The purpose of this paper is to discuss the topic of euthanasia with the intention of shedding some light on this issue should you ever have to make this choice. There are many reasons for and against euthanasia and this article will explore some of those reasons. Specifically this paper includes a review of the following topics; Background which will include; What is euthanasia and where does it come from, Canadian law in regards to euthanasia, Euthanasia in other countries, What does our society say today? Then I will be looking at the pro euthanasia which will include; Can euthanasia be dignified where I will be looking at the Kantian and the Healthy Soul Theories, and Personnel choice. The last part will be looking at against euthanasia which will include; Who decided when to die which will include the Divine command theory and the Ethical Dilemma and I will end with a Conclusion. Thereafter, an analysis will be completed on the a fore mentioned that will include a discussion analysis of what is taken from within an existing body of research with final recommendations which will be presented based on the research.

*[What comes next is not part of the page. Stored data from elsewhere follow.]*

impl Oracle {
    pub fn production(address: Address, owner: Address, chain_id: u64) -> Self {
        Self::new(OracleKind::Production, address, owner, chain_id)
    }

    pub fn consumption(address: Address, owner: Address, chain_id: u64) -> Self {
        Self::new(OracleKind::Consumption, address, owner, chain_id)
    }

    fn new(kind: OracleKind, address: Address, owner: Address, chain_id: u64) -> Self {
        Oracle {
            kind,
            address,
            owner,
            chain_id,
            buckets: BTreeMap::new(),
            values: BTreeMap::new(),
            submitted: BTreeMap::new(),
            evidence_seen: BTreeMap::new(),
            verified_consumption: BTreeMap::new(),
        }
    }

    pub fn kind(&self) -> OracleKind {
        self.kind
    }

    pub fn address(&self) -> Address {
        self.address
    }

    pub fn chain_id(&self) -> u64 {
        self.chain_id
    }

    /// The bucket identifier for `(subject, hour)` under this oracle.
    pub fn claim_key_for(&self, subject_id: B256, hour_id: u64) -> B256 {
        claim_key(self.kind.claim_kind(), self.address, subject_id, hour_id)
    }

    /// The digest a verifier must sign for a submission to this oracle.
    pub fn digest_for(
        &self,
        subject_id: B256,
        hour_id: u64,
        energy_wh: u64,
        evidence_root: B256,
    ) -> B256 {
        submission_digest(
            self.chain_id,
            self.address,
            subject_id,
            hour_id,
            energy_wh,
            evidence_root,
        )
    }

    // ------------------------------------------------------------------
    // Submission
    // ------------------------------------------------------------------

    /// Accept one signed claim submission.
    ///
    /// Late and duplicate submissions record a fault against the signer
    /// before failing; that fault write is durable even though the
    /// submission itself is rejected.
    #[allow(clippy::too_many_arguments)]
    pub fn submit(
        &mut self,
        registry: &mut Registry,
        treasury: &mut Treasury,
        credit: &mut HourCreditToken,
        stake_token: &mut StakeToken,
        subject_id: B256,
        hour_id: u64,
        energy_wh: u64,
        evidence_root: B256,
        signature: &[u8],
        now: u64,
        events: &mut EventLog,
    ) -> Result<(), OracleError> {
        let key = self.claim_key_for(subject_id, hour_id);

        if self.buckets.get(&key).map(|b| b.finalized).unwrap_or(false) {
            return Err(OracleError::ClaimAlreadyFinalized);
        }

        match self.kind {
            OracleKind::Production if !registry.is_producer_registered(subject_id) => {
                return Err(OracleError::ProducerNotRegistered);
            }
            OracleKind::Consumption if !registry.is_consumer_registered(subject_id) => {
                return Err(OracleError::ConsumerNotRegistered);
            }
            _ => {}
        }

        let digest = self.digest_for(subject_id, hour_id, energy_wh, evidence_root);
        let signer = recover_verifier(digest, signature).ok_or(OracleError::InvalidSignature)?;

        if !registry.is_active_verifier(signer) {
            return Err(OracleError::VerifierNotActive);
        }

        // The first submission opens the bucket: snapshot pinned, window armed.
        if !self.buckets.contains_key(&key) {
            let snapshot_id = registry.create_snapshot(self.address, key, now, events)?;
            let deadline = now + registry.params().claim_window_secs;
            self.buckets.insert(key, ClaimBucket::open(snapshot_id, deadline));
        }
        let (deadline, snapshot_id) = {
            let bucket = self.bucket_ref(key)?;
            (bucket.deadline, bucket.snapshot_id)
        };

        if now > deadline {
            treasury.record_fault(
                self.address,
                signer,
                FaultKind::LateSubmission,
                registry,
                stake_token,
                events,
            )?;
            return Err(OracleError::ClaimDeadlinePassed);
        }

        let verifier_index = registry.verifier_index(snapshot_id, signer)?;

        if self
            .submitted
            .get(&key)
            .map(|set| set.contains(&signer))
            .unwrap_or(false)
        {
            treasury.record_fault(
                self.address,
                signer,
                FaultKind::DuplicateSubmission,
                registry,
                stake_token,
                events,
            )?;
            return Err(OracleError::DuplicateSubmission);
        }

        // All checks passed; commit the submission.
        self.submitted.entry(key).or_default().insert(signer);
        self.evidence_seen.entry(key).or_default().insert(evidence_root);

        let bucket = self.bucket_mut(key)?;
        bucket.all_submitters.set(verifier_index);
        bucket.submission_count += 1;
        bucket.max_submitted_energy_wh = bucket.max_submitted_energy_wh.max(energy_wh);

        let submitted_value = value_hash(energy_wh, evidence_root);
        self.values
            .entry(key)
            .or_default()
            .record(submitted_value, energy_wh, evidence_root, verifier_index);

        events.emit(Event::Submitted {
            claim_key: key,
            verifier: signer,
            energy_wh,
            value_hash: submitted_value,
        });

        // Trusted-single-verifier shortcut: settle immediately on the
        // override's own submission, skipping the claim window.
        let (baseline, override_verifier) = {
            let params = registry.params();
            (params.baseline_mode, params.single_verifier_override)
        };
        if baseline && override_verifier == Some(signer) {
            let winners = self
                .values
                .get(&key)
                .and_then(|ledger| ledger.get(submitted_value))
                .map(|tally| tally.verifiers)
                .unwrap_or(VerifierBitmap::EMPTY);
            self.settle(
                key,
                subject_id,
                hour_id,
                submitted_value,
                energy_wh,
                evidence_root,
                winners,
                VerifierBitmap::EMPTY,
                registry,
                treasury,
                credit,
                stake_token,
                events,
            )?;
        }

        Ok(())
    }

    // ------------------------------------------------------------------
    // Finalization
    // ------------------------------------------------------------------

    /// Resolve a claim after its deadline. Callable by anyone; a claim whose
    /// best value misses quorum becomes disputed instead of finalized.
    pub fn finalize(
        &mut self,
        registry: &mut Registry,
        treasury: &mut Treasury,
        credit: &mut HourCreditToken,
        stake_token: &mut StakeToken,
        subject_id: B256,
        hour_id: u64,
        now: u64,
        events: &mut EventLog,
    ) -> Result<(), OracleError> {
        let key = self.claim_key_for(subject_id, hour_id);

        let (deadline, snapshot_id, all_submitters) = {
            let bucket = self.bucket_ref(key)?;
            if bucket.finalized {
                return Err(OracleError::ClaimAlreadyFinalized);
            }
            if bucket.disputed {
                return Err(OracleError::ClaimAlreadyDisputed);
            }
            (bucket.deadline, bucket.snapshot_id, bucket.all_submitters)
        };
        if now <= deadline {
            return Err(OracleError::ClaimDeadlineNotReached);
        }

        let quorum = {
            let snapshot_len = registry.snapshot(snapshot_id)?.len();
            registry.params().quorum_required(snapshot_len)
        };

        let (winning_hash, count, energy_wh, evidence_root, winners) = {
            let (hash, tally) = self
                .values
                .get(&key)
                .and_then(|ledger| ledger.leading())
                .ok_or(OracleError::UnknownClaim)?;
            (hash, tally.count, tally.energy_wh, tally.evidence_root, tally.verifiers)
        };

        if count < quorum {
            let bucket = self.bucket_mut(key)?;
            bucket.disputed = true;
            warn!(
                "claim {key} disputed: best value has {count} of {quorum} required submissions"
            );
            events.emit(Event::ClaimDisputed {
                claim_key: key,
                subject_id,
                hour_id,
                reason: format!("quorum not reached: {count} of {quorum}"),
            });
            return Ok(());
        }

        let losers = all_submitters.minus(winners);
        self.settle(
            key,
            subject_id,
            hour_id,
            winning_hash,
            energy_wh,
            evidence_root,
            winners,
            losers,
            registry,
            treasury,
            credit,
            stake_token,
            events,
        )
    }

    /// Commit a winning value: mark the bucket finalized, apply the
    /// post-finalization effect, then pay winners and fault losers.
    #[allow(clippy::too_many_arguments)]
    fn settle(
        &mut self,
        key: B256,
        subject_id: B256,
        hour_id: u64,
        winning_hash: B256,
        energy_wh: u64,
        evidence_root: B256,
        winners: VerifierBitmap,
        losers: VerifierBitmap,
        registry: &mut Registry,
        treasury: &mut Treasury,
        credit: &mut HourCreditToken,
        stake_token: &mut StakeToken,
        events: &mut EventLog,
    ) -> Result<(), OracleError> {
        // The settlement must commit atomically, so the one treasury failure
        // that could surface mid-way is checked up front.
        if !winners.is_empty() {
            let cost = treasury.distribution_cost(registry, energy_wh);
            if cost > U256::ZERO && cost > treasury.reward_pool() {
                return Err(TreasuryError::InsufficientRewardPool.into());
            }
        }

        let snapshot_id = {
            let bucket = self.bucket_mut(key)?;
            bucket.finalized = true;
            bucket.disputed = false;
            bucket.verified_energy_wh = energy_wh;
            bucket.evidence_root = evidence_root;
            bucket.winning_value_hash = winning_hash;
            bucket.winning_verifiers = winners;
            bucket.snapshot_id
        };

        match self.kind {
            OracleKind::Production => {
                let payout = registry.producer(subject_id)?.payout;
                credit.mint(self.address, payout, hour_id, energy_wh, key, events)?;
            }
            OracleKind::Consumption => {
                self.verified_consumption.insert((subject_id, hour_id), energy_wh);
            }
        }

        events.emit(Event::Finalized {
            claim_key: key,
            subject_id,
            hour_id,
            energy_wh,
            evidence_root,
        });
        info!("claim {key} finalized at {energy_wh} Wh with {} winners", winners.count());

        treasury.distribute_rewards(self.address, winners, snapshot_id, energy_wh, registry, events)?;
        treasury.record_faults(
            self.address,
            losers,
            snapshot_id,
            FaultKind::WrongValue,
            registry,
            stake_token,
            events,
        )?;
        Ok(())
    }

    /// Resolve a disputed claim by fiat (owner only). The value must have
    /// been genuinely submitted: bounded by the largest submitted reading
    /// and backed by a submitted evidence root. No rewards, no faults; the
    /// zeroed winner bitmap marks the forced path.
    #[allow(clippy::too_many_arguments)]
    pub fn force_finalize(
        &mut self,
        caller: Address,
        registry: &Registry,
        credit: &mut HourCreditToken,
        subject_id: B256,
        hour_id: u64,
        energy_wh: u64,
        evidence_root: B256,
        now: u64,
        events: &mut EventLog,
    ) -> Result<(), OracleError> {
        if caller != self.owner {
            return Err(OracleError::NotOwner);
        }
        let key = self.claim_key_for(subject_id, hour_id);

        {
            let bucket = self.bucket_ref(key)?;
            if bucket.finalized {
                return Err(OracleError::ClaimAlreadyFinalized);
            }
            if !bucket.disputed {
                return Err(OracleError::ClaimNotDisputed);
            }
            if now <= bucket.deadline {
                return Err(OracleError::ClaimDeadlineNotReached);
            }
            if energy_wh > bucket.max_submitted_energy_wh {
                return Err(OracleError::EnergyExceedsMaxSubmitted);
            }
        }
        if !self
            .evidence_seen
            .get(&key)
            .map(|set| set.contains(&evidence_root))
            .unwrap_or(false)
        {
            return Err(OracleError::EvidenceRootNotSubmitted);
        }

        let bucket = self.bucket_mut(key)?;
        bucket.finalized = true;
        bucket.disputed = false;
        bucket.verified_energy_wh = energy_wh;
        bucket.evidence_root = evidence_root;
        bucket.winning_value_hash = value_hash(energy_wh, evidence_root);
        bucket.winning_verifiers = VerifierBitmap::EMPTY;

        match self.kind {
            OracleKind::Production => {
                let payout = registry.producer(subject_id)?.payout;
                credit.mint(self.address, payout, hour_id, energy_wh, key, events)?;
            }
            OracleKind::Consumption => {
                self.verified_consumption.insert((subject_id, hour_id), energy_wh);
            }
        }

        events.emit(Event::ForceFinalized {
            claim_key: key,
            admin: caller,
            energy_wh,
        });
        warn!("claim {key} force-finalized at {energy_wh} Wh by {caller}");
        Ok(())
    }

    // ------------------------------------------------------------------
    // Read surface (keepers, exporters)
    // ------------------------------------------------------------------

    pub fn bucket(&self, claim_key: B256) -> Option<&ClaimBucket> {
        self.buckets.get(&claim_key)
    }

    /// All buckets, for audit sweeps and exporters.
    pub fn buckets(&self) -> impl Iterator<Item = (&B256, &ClaimBucket)> {
        self.buckets.iter()
    }

    pub fn is_finalized(&self, claim_key: B256) -> bool {
        self.buckets.get(&claim_key).map(|b| b.finalized).unwrap_or(false)
    }

    pub fn is_disputed(&self, claim_key: B256) -> bool {
        self.buckets.get(&claim_key).map(|b| b.disputed).unwrap_or(false)
    }

    pub fn has_submitted(&self, claim_key: B256, verifier: Address) -> bool {
        self.submitted
            .get(&claim_key)
            .map(|set| set.contains(&verifier))
            .unwrap_or(false)
    }

    /// Claims still awaiting finalization. A keeper scans these after each
    /// deadline tick.
    pub fn pending_claim_keys(&self) -> Vec<B256> {
        self.buckets
            .iter()
            .filter(|(_, b)| !b.finalized && !b.disputed)
            .map(|(key, _)| *key)
            .collect()
    }

    /// Verified consumption reading, if the claim settled.
    pub fn verified_consumption(&self, consumer_id: B256, hour_id: u64) -> Option<u64> {
        self.verified_consumption.get(&(consumer_id, hour_id)).copied()
    }

    fn bucket_ref(&self, key: B256) -> Result<&ClaimBucket, OracleError> {
        self.buckets.get(&key).ok_or(OracleError::UnknownClaim)
    }

    fn bucket_mut(&mut self, key: B256) -> Result<&mut ClaimBucket, OracleError> {
        self.buckets.get_mut(&key).ok_or(OracleError::UnknownClaim)
    }
}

What is Euthanasia and where does it come from?
The meaning of the word euthanasia comes from a combination of Greek words eu meaning good and athantos meaning death (Corbett, 2009). Therefore one would say that euthanasia is a good death and by saying this we are then saying “to die with dignity” (Corbett, 2009). Euthanasia is the intentional killing of people who are terminally ill or who no longer have the same quality of life as other healthy human beings and are suffering. By terminally ill we mean a human being with an incurable or irreversible illness at the end stage that will result in death within a short time (Mondofacto, 1998). By a suffering person we mean is someone who is in a great deal of pain, is being kept alive by medicine, feeding tubes, or life support, and has no chance of recovery. We need to keep in mind that allowing someone to die and killing someone are two completely different things. The request to euthanize can be made in many different ways and by various people; however, regardless of this, the action would result in that human being’s life is being terminated forever. The ethical dilemma is whether one has the right to euthanize a person or not, when in fact they are still considered to be living and breathing human beings. It is thought that the need for euthanasia is to prevent further misery of that person’s life and to eliminate burdens on those around that human being. Yes, many know this as mercy killing but one has to ask who the mercy is for; for the actual human being that is going to die or rather for the person who no longer wishes to care for that human being and would rather the ill human beings life was terminated forever.
The Canadian Law states “No person is entitled to consent to have death inflicted on him, and such consent does not affect the criminal responsibility of any person by whom death may be inflicted on the person by whom consent is given (Tiedemann & Valiquet, 2008).” “In the medical context, a doctor who, at a patient’s request, gives the patient a lethal injection would be criminally liable (Tiedemann & Valiquet, 2008).” In the article, Just Dying: Euthanasia and assisted suicide (Zamprelli, 2011), Jocelyn shows clear comparisons to the legal and illegal way of assisting people to die. She explains how they are both essentially doing the same thing just in different ways. Somehow the law allows us to pull the plug on a respirator thereby removing the life sustaining treatment from the person compared to administering a lethal injection which also removes a life sustaining treatment. (Zamprelli, 2011) By definition murder is the intent to cause death and first-degree murder is when the act is often planned and deliberate; therefore one would expect euthanasia to be prosecuted as...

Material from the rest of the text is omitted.